The writers seem to want it both ways. On the one hand, the social conditions of single parenthood are enough to justify abortion, even if it’s a difficult decision. On the other hand, the dramatic tension–throughout not just this season, but every season we’ve seen–has consisted of people’s attempts to rise above their circumstances and carve their own way in the world. Riggins says he has it all figures out, but it’s built on the sand of running a chop-shop. Saracen flees the town to make his way as an artist, Luke Cafferty is trying to escape the farm, and Julie floats from issue to issue rather aimlessly. And that’s only this season.
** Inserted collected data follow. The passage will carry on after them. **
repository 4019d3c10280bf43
use outbreak_risk_api::run;

#[tokio::main]
async fn main() {
    if let Err(err) = run().await {
        eprintln!("application error: {err}");
        std::process::exit(1);
    }
}
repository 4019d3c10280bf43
mod common;
mod routing;
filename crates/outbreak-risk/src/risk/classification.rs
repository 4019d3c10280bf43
use serde::{Deserialize, Serialize};

/// Scores strictly above this are high risk.
pub const HIGH_RISK_THRESHOLD: f64 = 0.55;
/// Scores at or above this (and not high) are medium risk.
pub const MEDIUM_RISK_THRESHOLD: f64 = 0.45;

/// Action band for a composite score.
#[derive(Debug, Clone, Copy, PartialEq, Eq, PartialOrd, Ord, Serialize, Deserialize)]
#[serde(rename_all = "snake_case")]
pub enum RiskLevel {
    Low,
    Medium,
    High,
}

impl RiskLevel {
    pub fn from_score(score: f64) -> Self {
        if score > HIGH_RISK_THRESHOLD {
            RiskLevel::High
        } else if score >= MEDIUM_RISK_THRESHOLD {
            RiskLevel::Medium
        } else {
            RiskLevel::Low
        }
    }

    pub fn name(self) -> &'static str {
        match self {
            RiskLevel::Low => "Low",
            RiskLevel::Medium => "Medium",
            RiskLevel::High => "High",
        }
    }

    pub fn label(self) -> &'static str {
        match self {
            RiskLevel::Low => "LOW RISK",
            RiskLevel::Medium => "MEDIUM RISK",
            RiskLevel::High => "HIGH RISK",
        }
    }

    pub fn recommendation(self) -> &'static str {
        match self {
            RiskLevel::Low => "Continue routine surveillance",
            RiskLevel::Medium => "Monitor situation closely",
            RiskLevel::High => "Immediate intervention required",
        }
    }
}
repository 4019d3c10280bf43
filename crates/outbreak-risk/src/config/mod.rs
use std::env;
use std::fmt;
use std::net::{IpAddr, SocketAddr};
use std::path::PathBuf;

use crate::risk::{ProjectionMode, WeightProfile};

/// Distinguishes runtime behavior for different stages of the service.
#[derive(Debug, Clone, Copy, PartialEq, Eq)]
pub enum AppEnvironment {
    Development,
    Test,
    Production,
}

impl AppEnvironment {
    fn from_str(value: &str) -> Self {
        match value.trim().to_ascii_lowercase().as_str() {
            "prod" | "production" => Self::Production,
            "test" | "ci" => Self::Test,
            _ => Self::Development,
        }
    }
}

/// Top-level configuration for the application.
#[derive(Debug, Clone)]
pub struct AppConfig {
    pub environment: AppEnvironment,
    pub server: ServerConfig,
    pub telemetry: TelemetryConfig,
    pub scoring: ScoringConfig,
}

impl AppConfig {
    pub fn load() -> Result<Self, ConfigError> {
        dotenvy::dotenv().ok();

        let environment = AppEnvironment::from_str(
            &env::var("APP_ENV").unwrap_or_else(|_| "development".to_string()),
        );

        let host = env::var("APP_HOST").unwrap_or_else(|_| "127.0.0.1".to_string());
        let port = env::var("APP_PORT")
            .unwrap_or_else(|_| "3000".to_string())
            .parse::<u16>()
            .map_err(|_| ConfigError::InvalidPort)?;

        let log_level = env::var("APP_LOG_LEVEL").unwrap_or_else(|_| "info".to_string());

        let profile_name =
            env::var("APP_WEIGHT_PROFILE").unwrap_or_else(|_| "standard".to_string());
        let weights = WeightProfile::named(&profile_name)
            .ok_or(ConfigError::InvalidWeightProfile(profile_name))?;

        let mode_name = env::var("APP_PROJECTION_MODE").unwrap_or_else(|_| "constant".to_string());
        let projection_mode = ProjectionMode::from_name(&mode_name)
            .ok_or(ConfigError::InvalidProjectionMode(mode_name))?;

        let region_catalog = env::var("APP_REGION_CATALOG")
            .ok()
            .filter(|value| !value.trim().is_empty())
            .map(PathBuf::from);

        Ok(Self {
            environment,
            server: ServerConfig { host, port },
            telemetry: TelemetryConfig { log_level },
            scoring: ScoringConfig {
                weights,
                projection_mode,
                region_catalog,
            },
        })
    }
}

/// Settings controlling the HTTP server binding.
#[derive(Debug, Clone)]
pub struct ServerConfig {
    pub host: String,
    pub port: u16,
}

impl ServerConfig {
    pub fn socket_addr(&self) -> Result<SocketAddr, ConfigError> {
        if self.host.eq_ignore_ascii_case("localhost") {
            return Ok(SocketAddr::new(IpAddr::from([127, 0, 0, 1]), self.port));
        }

        let ip: IpAddr = self
            .host
            .parse()
            .map_err(|source| ConfigError::InvalidHost { source })?;

        Ok(SocketAddr::new(ip, self.port))
    }
}

/// Tracing controls.
#[derive(Debug, Clone)]
pub struct TelemetryConfig {
    pub log_level: String,
}

/// Engine defaults applied when a request does not carry its own.
#[derive(Debug, Clone)]
pub struct ScoringConfig {
    pub weights: WeightProfile,
    pub projection_mode: ProjectionMode,
    /// JSON file replacing the built-in region catalog.
    pub region_catalog: Option<PathBuf>,
}

impl Default for ScoringConfig {
    fn default() -> Self {
        Self {
            weights: WeightProfile::standard(),
            projection_mode: ProjectionMode::Constant,
            region_catalog: None,
        }
    }
}

#[derive(Debug)]
pub enum ConfigError {
    InvalidPort,
    InvalidHost { source: std::net::AddrParseError },
    InvalidWeightProfile(String),
    InvalidProjectionMode(String),
}

impl fmt::Display for ConfigError {
    fn fmt(&self, f: &mut fmt::Formatter<'_>) -> fmt::Result {
        match self {
            ConfigError::InvalidPort => write!(f, "APP_PORT must be a valid u16"),
            ConfigError::InvalidHost { .. } => {
                write!(f, "APP_HOST must parse to an IPv4 or IPv6 address")
            }
            ConfigError::InvalidWeightProfile(value) => write!(
                f,
                "APP_WEIGHT_PROFILE '{value}' is not one of: standard, alternate"
            ),
            ConfigError::InvalidProjectionMode(value) => write!(
                f,
                "APP_PROJECTION_MODE '{value}' is not one of: constant, temporal"
            ),
        }
    }
}

impl std::error::Error for ConfigError {
    fn source(&self) -> Option<&(dyn std::error::Error + 'static)> {
        match self {
            ConfigError::InvalidHost { source } => Some(source),
            _ => None,
        }
    }
}
//! Translation from the earlier five-factor parameter shape.
//!
//! The five-factor model had no population-density driver and folded
//! land-use pressure into an urban/wild overlap score. Translated sets keep
//! population density neutral and weight it at zero, so they score exactly
//! as they did under the old formula.

use serde::{Deserialize, Serialize};

use super::domain::{RiskFactor, RiskFactorSet, WeightProfile};

#[derive(Debug, Clone, Copy, PartialEq, Serialize, Deserialize)]
#[serde(rename_all = "camelCase")]
pub struct LegacyFactorSet {
    pub bat_density: f64,
    pub pig_density: f64,
    pub fruit_exposure: f64,
    /// Despite the name this is healthcare quality; it is inverted when scored.
    pub inverse_healthcare: f64,
    pub urban_wild_overlap: f64,
}

#[derive(Debug, Clone, Copy, PartialEq, Serialize, Deserialize)]
#[serde(rename_all = "camelCase")]
pub struct LegacyWeights {
    pub bat_density: f64,
    pub pig_density: f64,
    pub fruit_exposure: f64,
    pub inverse_healthcare: f64,
    pub urban_wild_overlap: f64,
}

impl Default for LegacyWeights {
    fn default() -> Self {
        Self {
            bat_density: 0.3,
            pig_density: 0.2,
            fruit_exposure: 0.2,
            inverse_healthcare: 0.2,
            urban_wild_overlap: 0.1,
        }
    }
}

impl From<LegacyFactorSet> for RiskFactorSet {
    fn from(legacy: LegacyFactorSet) -> Self {
        RiskFactorSet::neutral()
            .with(RiskFactor::BatDensity, legacy.bat_density)
            .with(RiskFactor::PigFarmingIntensity, legacy.pig_density)
            .with(RiskFactor::FruitConsumptionPractices, legacy.fruit_exposure)
            .with(RiskFactor::HealthcareInfrastructure, legacy.inverse_healthcare)
            .with(RiskFactor::EnvironmentalDegradation, legacy.urban_wild_overlap)
    }
}

impl From<LegacyWeights> for WeightProfile {
    fn from(legacy: LegacyWeights) -> Self {
        WeightProfile {
            bat_density: legacy.bat_density,
            pig_farming_intensity: legacy.pig_density,
            fruit_consumption_practices: legacy.fruit_exposure,
            human_population_density: 0.0,
            healthcare_infrastructure: legacy.inverse_healthcare,
            environmental_degradation: legacy.urban_wild_overlap,
        }
    }
}

impl From<RiskFactorSet> for LegacyFactorSet {
    fn from(set: RiskFactorSet) -> Self {
        LegacyFactorSet {
            bat_density: set.get(RiskFactor::BatDensity),
            pig_density: set.get(RiskFactor::PigFarmingIntensity),
            fruit_exposure: set.get(RiskFactor::FruitConsumptionPractices),
            inverse_healthcare: set.get(RiskFactor::HealthcareInfrastructure),
            urban_wild_overlap: set.get(RiskFactor::EnvironmentalDegradation),
        }
    }
}

#[cfg(test)]
mod tests {
    use super::*;
    use crate::risk::scoring::compute_score;

    fn legacy_formula(set: &LegacyFactorSet, weights: &LegacyWeights, base: f64) -> f64 {
        let weighted = weights.bat_density * set.bat_density
            + weights.pig_density * set.pig_density
            + weights.fruit_exposure * set.fruit_exposure
            + weights.inverse_healthcare * (1.0 - set.inverse_healthcare)
            + weights.urban_wild_overlap * set.urban_wild_overlap;
        let total = weights.bat_density
            + weights.pig_density
            + weights.fruit_exposure
            + weights.inverse_healthcare
            + weights.urban_wild_overlap;
        (0.7 * weighted / total + 0.3 * base).clamp(0.0, 1.0)
    }

    #[test]
    fn translated_sets_score_like_the_five_factor_formula() {
        let legacy = LegacyFactorSet {
            bat_density: 0.8,
            pig_density: 0.35,
            fruit_exposure: 0.6,
            inverse_healthcare: 0.25,
            urban_wild_overlap: 0.4,
        };
        let weights = LegacyWeights::default();

        let score = compute_score(
            &RiskFactorSet::from(legacy),
            &WeightProfile::from(weights),
            Some(0.72),
        );
        assert!((score - legacy_formula(&legacy, &weights, 0.72)).abs() < 1e-12);
    }

    #[test]
    fn population_density_stays_neutral() {
        let legacy = LegacyFactorSet {
            bat_density: 0.1,
            pig_density: 0.1,
            fruit_exposure: 0.1,
            inverse_healthcare: 0.9,
            urban_wild_overlap: 0.1,
        };
        let set = RiskFactorSet::from(legacy);
        assert_eq!(set.get(RiskFactor::HumanPopulationDensity), RiskFactorSet::NEUTRAL);
        assert_eq!(LegacyFactorSet::from(set), legacy);
    }
}
use std::collections::BTreeMap;
use std::fmt;

use serde::{Deserialize, Serialize};

/// Allowed deviation of a weight profile's sum from 1.0 before it is flagged.
pub const WEIGHT_SUM_TOLERANCE: f64 = 0.01;

/// One of the six epidemiological drivers feeding the composite score.
#[derive(Debug, Clone, Copy, PartialEq, Eq, Hash, PartialOrd, Ord, Serialize, Deserialize)]
#[serde(rename_all = "camelCase")]
pub enum RiskFactor {
    BatDensity,
    PigFarmingIntensity,
    FruitConsumptionPractices,
    HumanPopulationDensity,
    HealthcareInfrastructure,
    EnvironmentalDegradation,
}

impl RiskFactor {
    pub const ALL: [RiskFactor; 6] = [
        RiskFactor::BatDensity,
        RiskFactor::PigFarmingIntensity,
        RiskFactor::FruitConsumptionPractices,
        RiskFactor::HumanPopulationDensity,
        RiskFactor::HealthcareInfrastructure,
        RiskFactor::EnvironmentalDegradation,
    ];

    /// Wire key used in JSON payloads and intervention definitions.
    pub fn key(self) -> &'static str {
        match self {
            RiskFactor::BatDensity => "batDensity",
            RiskFactor::PigFarmingIntensity => "pigFarmingIntensity",
            RiskFactor::FruitConsumptionPractices => "fruitConsumptionPractices",
            RiskFactor::HumanPopulationDensity => "humanPopulationDensity",
            RiskFactor::HealthcareInfrastructure => "healthcareInfrastructure",
            RiskFactor::EnvironmentalDegradation => "environmentalDegradation",
        }
    }

    pub fn label(self) -> &'static str {
        match self {
            RiskFactor::BatDensity => "Bat density",
            RiskFactor::PigFarmingIntensity => "Pig farming intensity",
            RiskFactor::FruitConsumptionPractices => "Fruit consumption practices",
            RiskFactor::HumanPopulationDensity => "Human population density",
            RiskFactor::HealthcareInfrastructure => "Healthcare infrastructure",
            RiskFactor::EnvironmentalDegradation => "Environmental degradation",
        }
    }

    pub fn from_key(key: &str) -> Option<Self> {
        Self::ALL.into_iter().find(|factor| factor.key() == key)
    }

    /// Higher values mean better access to care, so the factor lowers risk.
    pub fn is_inverted(self) -> bool {
        matches!(self, RiskFactor::HealthcareInfrastructure)
    }

    fn index(self) -> usize {
        self as usize
    }
}

impl fmt::Display for RiskFactor {
    fn fmt(&self, f: &mut fmt::Formatter<'_>) -> fmt::Result {
        f.write_str(self.key())
    }
}

/// Clamp into [0, 1]. NaN collapses to 0 so it can never leak into a score.
pub fn clamp_unit(value: f64) -> f64 {
    if value.is_nan() {
        0.0
    } else {
        value.clamp(0.0, 1.0)
    }
}

/// Unchecked factor readings as they arrive over the wire.
#[derive(Debug, Clone, Copy, PartialEq, Serialize, Deserialize)]
#[serde(rename_all = "camelCase")]
pub struct FactorValues {
    pub bat_density: f64,
    pub pig_farming_intensity: f64,
    pub fruit_consumption_practices: f64,
    pub human_population_density: f64,
    pub healthcare_infrastructure: f64,
    pub environmental_degradation: f64,
}

impl FactorValues {
    pub fn get(&self, factor: RiskFactor) -> f64 {
        match factor {
            RiskFactor::BatDensity => self.bat_density,
            RiskFactor::PigFarmingIntensity => self.pig_farming_intensity,
            RiskFactor::FruitConsumptionPractices => self.fruit_consumption_practices,
            RiskFactor::HumanPopulationDensity => self.human_population_density,
            RiskFactor::HealthcareInfrastructure => self.healthcare_infrastructure,
            RiskFactor::EnvironmentalDegradation => self.environmental_degradation,
        }
    }

    /// Strict boundary check: every reading must already lie in [0, 1].
    pub fn validate(&self) -> Result<RiskFactorSet, ValidationError> {
        let mut error = ValidationError::new();
        for factor in RiskFactor::ALL {
            let value = self.get(factor);
            if !(0.0..=1.0).contains(&value) {
                error.push(
                    format!("parameters.{}", factor.key()),
                    format!("must be between 0 and 1, got {value}"),
                );
            }
        }
        error.into_result()?;
        Ok(RiskFactorSet::from(*self))
    }
}

/// Six factor values, each held in [0, 1] at all times.
#[derive(Debug, Clone, Copy, PartialEq, Serialize, Deserialize)]
#[serde(from = "FactorValues", into = "FactorValues")]
pub struct RiskFactorSet {
    values: [f64; 6],
}

impl RiskFactorSet {
    pub const NEUTRAL: f64 = 0.5;

    pub fn neutral() -> Self {
        Self {
            values: [Self::NEUTRAL; 6],
        }
    }

    pub fn get(&self, factor: RiskFactor) -> f64 {
        self.values[factor.index()]
    }

    pub fn set(&mut self, factor: RiskFactor, value: f64) {
        self.values[factor.index()] = clamp_unit(value);
    }

    /// Shift a factor by `delta`, clamping the result.
    pub fn adjust(&mut self, factor: RiskFactor, delta: f64) {
        let current = self.get(factor);
        self.set(factor, current + delta);
    }

    pub fn with(mut self, factor: RiskFactor, value: f64) -> Self {
        self.set(factor, value);
        self
    }

    pub fn iter(&self) -> impl Iterator<Item = (RiskFactor, f64)> + '_ {
        RiskFactor::ALL
            .into_iter()
            .map(move |factor| (factor, self.get(factor)))
    }

    pub fn to_values(&self) -> FactorValues {
        FactorValues::from(*self)
    }
}

impl Default for RiskFactorSet {
    fn default() -> Self {
        Self::neutral()
    }
}

impl From<FactorValues> for RiskFactorSet {
    fn from(values: FactorValues) -> Self {
        let mut set = Self::neutral();
        for factor in RiskFactor::ALL {
            set.set(factor, values.get(factor));
        }
        set
    }
}

impl From<RiskFactorSet> for FactorValues {
    fn from(set: RiskFactorSet) -> Self {
        FactorValues {
            bat_density: set.get(RiskFactor::BatDensity),
            pig_farming_intensity: set.get(RiskFactor::PigFarmingIntensity),
            fruit_consumption_practices: set.get(RiskFactor::FruitConsumptionPractices),
            human_population_density: set.get(RiskFactor::HumanPopulationDensity),
            healthcare_infrastructure: set.get(RiskFactor::HealthcareInfrastructure),
            environmental_degradation: set.get(RiskFactor::EnvironmentalDegradation),
        }
    }
}

/// Relative importance of each factor. The engine normalizes by the sum, so
/// profiles that miss 1.0 still score; [`WeightProfile::check`] flags them.
#[derive(Debug, Clone, Copy, PartialEq, Serialize, Deserialize)]
#[serde(rename_all = "camelCase")]
pub struct WeightProfile {
    pub bat_density: f64,
    pub pig_farming_intensity: f64,
    pub fruit_consumption_practices: f64,
    pub human_population_density: f64,
    pub healthcare_infrastructure: f64,
    pub environmental_degradation: f64,
}

impl WeightProfile {
    pub fn standard() -> Self {
        Self {
            bat_density: 0.25,
            pig_farming_intensity: 0.20,
            fruit_consumption_practices: 0.15,
            human_population_density: 0.15,
            healthcare_infrastructure: 0.15,
            environmental_degradation: 0.10,
        }
    }

    /// Leans harder on the reservoir and spillover drivers.
    pub fn alternate() -> Self {
        Self {
            bat_density: 0.30,
            pig_farming_intensity: 0.25,
            fruit_consumption_practices: 0.15,
            human_population_density: 0.15,
            healthcare_infrastructure: 0.10,
            environmental_degradation: 0.05,
        }
    }

    pub fn named(name: &str) -> Option<Self> {
        match name.trim().to_ascii_lowercase().as_str() {
            "standard" | "default" => Some(Self::standard()),
            "alternate" => Some(Self::alternate()),
            _ => None,
        }
    }

    pub fn get(&self, factor: RiskFactor) -> f64 {
        match factor {
            RiskFactor::BatDensity => self.bat_density,
            RiskFactor::PigFarmingIntensity => self.pig_farming_intensity,
            RiskFactor::FruitConsumptionPractices => self.fruit_consumption_practices,
            RiskFactor::HumanPopulationDensity => self.human_population_density,
            RiskFactor::HealthcareInfrastructure => self.healthcare_infrastructure,
            RiskFactor::EnvironmentalDegradation => self.environmental_degradation,
        }
    }

    pub fn iter(&self) -> impl Iterator<Item = (RiskFactor, f64)> + '_ {
        RiskFactor::ALL
            .into_iter()
            .map(move |factor| (factor, self.get(factor)))
    }

    pub fn total(&self) -> f64 {
        self.iter().map(|(_, weight)| weight).sum()
    }

    /// Advisory only: scoring proceeds regardless of the outcome.
    pub fn check(&self) -> Option<WeightWarning> {
        let total = self.total();
        if (total - 1.0).abs() > WEIGHT_SUM_TOLERANCE {
            Some(WeightWarning { total })
        } else {
            None
        }
    }

    /// Boundary check for caller-supplied profiles.
    pub fn validate(&self) -> Result<(), ValidationError> {
        let mut error = ValidationError::new();
        for (factor, weight) in self.iter() {
            if !weight.is_finite() || weight < 0.0 {
                error.push(
                    format!("weights.{}", factor.key()),
                    format!("must be a non-negative number, got {weight}"),
                );
            }
        }
        error.into_result()
    }
}

impl Default for WeightProfile {
    fn default() -> Self {
        Self::standard()
    }
}

/// Weight profile whose sum strays from 1.0.
#[derive(Debug, Clone, Copy, PartialEq, Serialize)]
pub struct WeightWarning {
    pub total: f64,
}

impl fmt::Display for WeightWarning {
    fn fmt(&self, f: &mut fmt::Formatter<'_>) -> fmt::Result {
        write!(
            f,
            "weights sum to {:.2}; expected 1.00 ± {WEIGHT_SUM_TOLERANCE:.2}",
            self.total
        )
    }
}

/// Field-level diagnostics for rejected input.
#[derive(Debug, Clone, Default, PartialEq, Eq, thiserror::Error)]
#[error("invalid input: {}", describe_issues(.issues))]
pub struct ValidationError {
    issues: BTreeMap<String, String>,
}

fn describe_issues(issues: &BTreeMap<String, String>) -> String {
    issues
        .iter()
        .map(|(field, message)| format!("{field} {message}"))
        .collect::<Vec<_>>()
        .join("; ")
}

impl ValidationError {
    pub fn new() -> Self {
        Self::default()
    }

    pub fn single(field: impl Into<String>, message: impl Into<String>) -> Self {
        let mut error = Self::new();
        error.push(field, message);
        error
    }

    pub fn push(&mut self, field: impl Into<String>, message: impl Into<String>) {
        self.issues.insert(field.into(), message.into());
    }

    pub fn merge(&mut self, other: ValidationError) {
        self.issues.extend(other.issues);
    }

    pub fn is_empty(&self) -> bool {
        self.issues.is_empty()
    }

    pub fn issues(&self) -> &BTreeMap<String, String> {
        &self.issues
    }

    pub fn into_result(self) -> Result<(), Self> {
        if self.is_empty() {
            Ok(())
        } else {
            Err(self)
        }
    }
}

/// Identifier lookups against reference data that came up empty.
#[derive(Debug, Clone, PartialEq, Eq, thiserror::Error)]
pub enum CatalogError {
    #[error("region '{0}' not found")]
    RegionNotFound(String),
    #[error("intervention '{0}' not found")]
    InterventionNotFound(String),
}
use serde::{Deserialize, Serialize};
use tracing::debug;

use super::domain::{RiskFactorSet, WeightProfile};
use super::interventions::{
    apply_interventions, apply_seasonal_events, ActiveIntervention, Month, SeasonalEvent,
    FIRST_MONTH, LAST_MONTH,
};
use super::regions::Region;
use super::scoring::ScoreEngine;

/// Number of monthly slots in every projection.
pub const PROJECTION_HORIZON: usize = 12;

/// How the before/after series are derived.
#[derive(Debug, Clone, Copy, Default, PartialEq, Eq, Serialize, Deserialize)]
#[serde(rename_all = "snake_case")]
pub enum ProjectionMode {
    /// Score once with and once without interventions; broadcast both.
    #[default]
    Constant,
    /// Re-score every month with seasonal effects and scheduled activations.
    Temporal,
}

impl ProjectionMode {
    pub fn from_name(name: &str) -> Option<Self> {
        match name.trim().to_ascii_lowercase().as_str() {
            "constant" => Some(Self::Constant),
            "temporal" => Some(Self::Temporal),
            _ => None,
        }
    }

    pub fn name(self) -> &'static str {
        match self {
            ProjectionMode::Constant => "constant",
            ProjectionMode::Temporal => "temporal",
        }
    }
}

/// Paired monthly risk trajectories without and with interventions.
#[derive(Debug, Clone, PartialEq, Serialize, Deserialize)]
#[serde(rename_all = "camelCase")]
pub struct RiskProjection {
    pub base_risk: Vec<f64>,
    pub intervention_risk: Vec<f64>,
}

/// Both trajectories at a single month.
#[derive(Debug, Clone, Copy, PartialEq, Serialize)]
#[serde(rename_all = "camelCase")]
pub struct MonthlyRisk {
    pub month: Month,
    pub base_risk: f64,
    pub intervention_risk: f64,
}

impl RiskProjection {
    pub fn at_month(&self, month: Month) -> Option<MonthlyRisk> {
        let index = usize::from(month).checked_sub(1)?;
        Some(MonthlyRisk {
            month,
            base_risk: *self.base_risk.get(index)?,
            intervention_risk: *self.intervention_risk.get(index)?,
        })
    }

    /// Percentage drop from the base trajectory at `month`, never negative.
    pub fn risk_reduction_pct(&self, month: Month) -> f64 {
        match self.at_month(month) {
            Some(point) if point.base_risk > 0.0 => {
                let reduction = (point.base_risk - point.intervention_risk) / point.base_risk;
                (reduction * 100.0).max(0.0)
            }
            _ => 0.0,
        }
    }

    pub fn months(&self) -> impl Iterator<Item = MonthlyRisk> + '_ {
        (FIRST_MONTH..=LAST_MONTH).filter_map(move |month| self.at_month(month))
    }
}

/// Runs the scorer over a region's factors to build a [`RiskProjection`].
#[derive(Debug, Clone, Copy, PartialEq)]
pub struct ProjectionEngine {
    scorer: ScoreEngine,
    mode: ProjectionMode,
}

impl ProjectionEngine {
    pub fn new(weights: WeightProfile, mode: ProjectionMode) -> Self {
        Self {
            scorer: ScoreEngine::new(weights),
            mode,
        }
    }

    pub fn mode(&self) -> ProjectionMode {
        self.mode
    }

    pub fn scorer(&self) -> &ScoreEngine {
        &self.scorer
    }

    pub fn with_mode(self, mode: ProjectionMode) -> Self {
        Self { mode, ..self }
    }

    pub fn project(
        &self,
        region: &Region,
        factors: &RiskFactorSet,
        seasonal_events: &[SeasonalEvent],
        interventions: &[ActiveIntervention],
    ) -> RiskProjection {
        let projection = match self.mode {
            ProjectionMode::Constant => self.constant(region, factors, interventions),
            ProjectionMode::Temporal => {
                self.temporal(region, factors, seasonal_events, interventions)
            }
        };

        debug!(
            region = %region.identifier,
            mode = self.mode.name(),
            interventions = interventions.len(),
            "risk projection computed"
        );
        projection
    }

    fn constant(
        &self,
        region: &Region,
        factors: &RiskFactorSet,
        interventions: &[ActiveIntervention],
    ) -> RiskProjection {
        let base = Some(region.base_risk_score);
        let current = self.scorer.score(factors, base);
        let mitigated = apply_interventions(factors, interventions, None);
        let with_interventions = self.scorer.score(&mitigated, base);

        RiskProjection {
            base_risk: vec![current; PROJECTION_HORIZON],
            intervention_risk: vec![with_interventions; PROJECTION_HORIZON],
        }
    }

    fn temporal(
        &self,
        region: &Region,
        factors: &RiskFactorSet,
        seasonal_events: &[SeasonalEvent],
        interventions: &[ActiveIntervention],
    ) -> RiskProjection {
        let base = Some(region.base_risk_score);
        let mut base_risk = Vec::with_capacity(PROJECTION_HORIZON);
        let mut intervention_risk = Vec::with_capacity(PROJECTION_HORIZON);

        for month in FIRST_MONTH..=LAST_MONTH {
            let seasonal = apply_seasonal_events(factors, seasonal_events, month);
            base_risk.push(self.scorer.score(&seasonal, base));

            let mitigated = apply_interventions(&seasonal, interventions, Some(month));
            intervention_risk.push(self.scorer.score(&mitigated, base));
        }

        RiskProjection {
            base_risk,
            intervention_risk,
        }
    }
}

impl Default for ProjectionEngine {
    fn default() -> Self {
        Self::new(WeightProfile::standard(), ProjectionMode::Constant)
    }
}

/// Constant-mode projection with the standard weights.
pub fn compute_projection(
    region: &Region,
    factors: &RiskFactorSet,
    seasonal_events: &[SeasonalEvent],
    interventions: &[ActiveIntervention],
) -> RiskProjection {
    ProjectionEngine::default().project(region, factors, seasonal_events, interventions)
}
Past seasons would provide numerous more examples.
You can make your way out of the dilemma by responding that the show doesn’t, in fact, want us to think well of Becky at all. But that simply doesn’t fly, given that Becky seems to have recovered her mojo in recent episodes and that the moral prophet, Tami Taylor, was noncommittal when asked what she would counsel her daughter. That wasn’t a “principal” dodge. She has held everyone morally accountable this season, including her school, her husband, and her daughter.
This is the dilemma of Friday Night Lights: the show wants to give sanction to an ideology that justifies the elimination of nearly all its main characters. Of course, it can’t really keep that up. The circumstances, while difficult, are the grounds where their character is formed, where their heroism and sense of self-dignity is shaped. It is the field where they rise and fall, where they struggle–along with the rest of us–to find their footing in a difficult world.
While some face greater challenges than others, the real message of the show is that everyone deserves a shot, and that they must take responsibility for their actions.
If only they would have said the same for Becky’s daughter.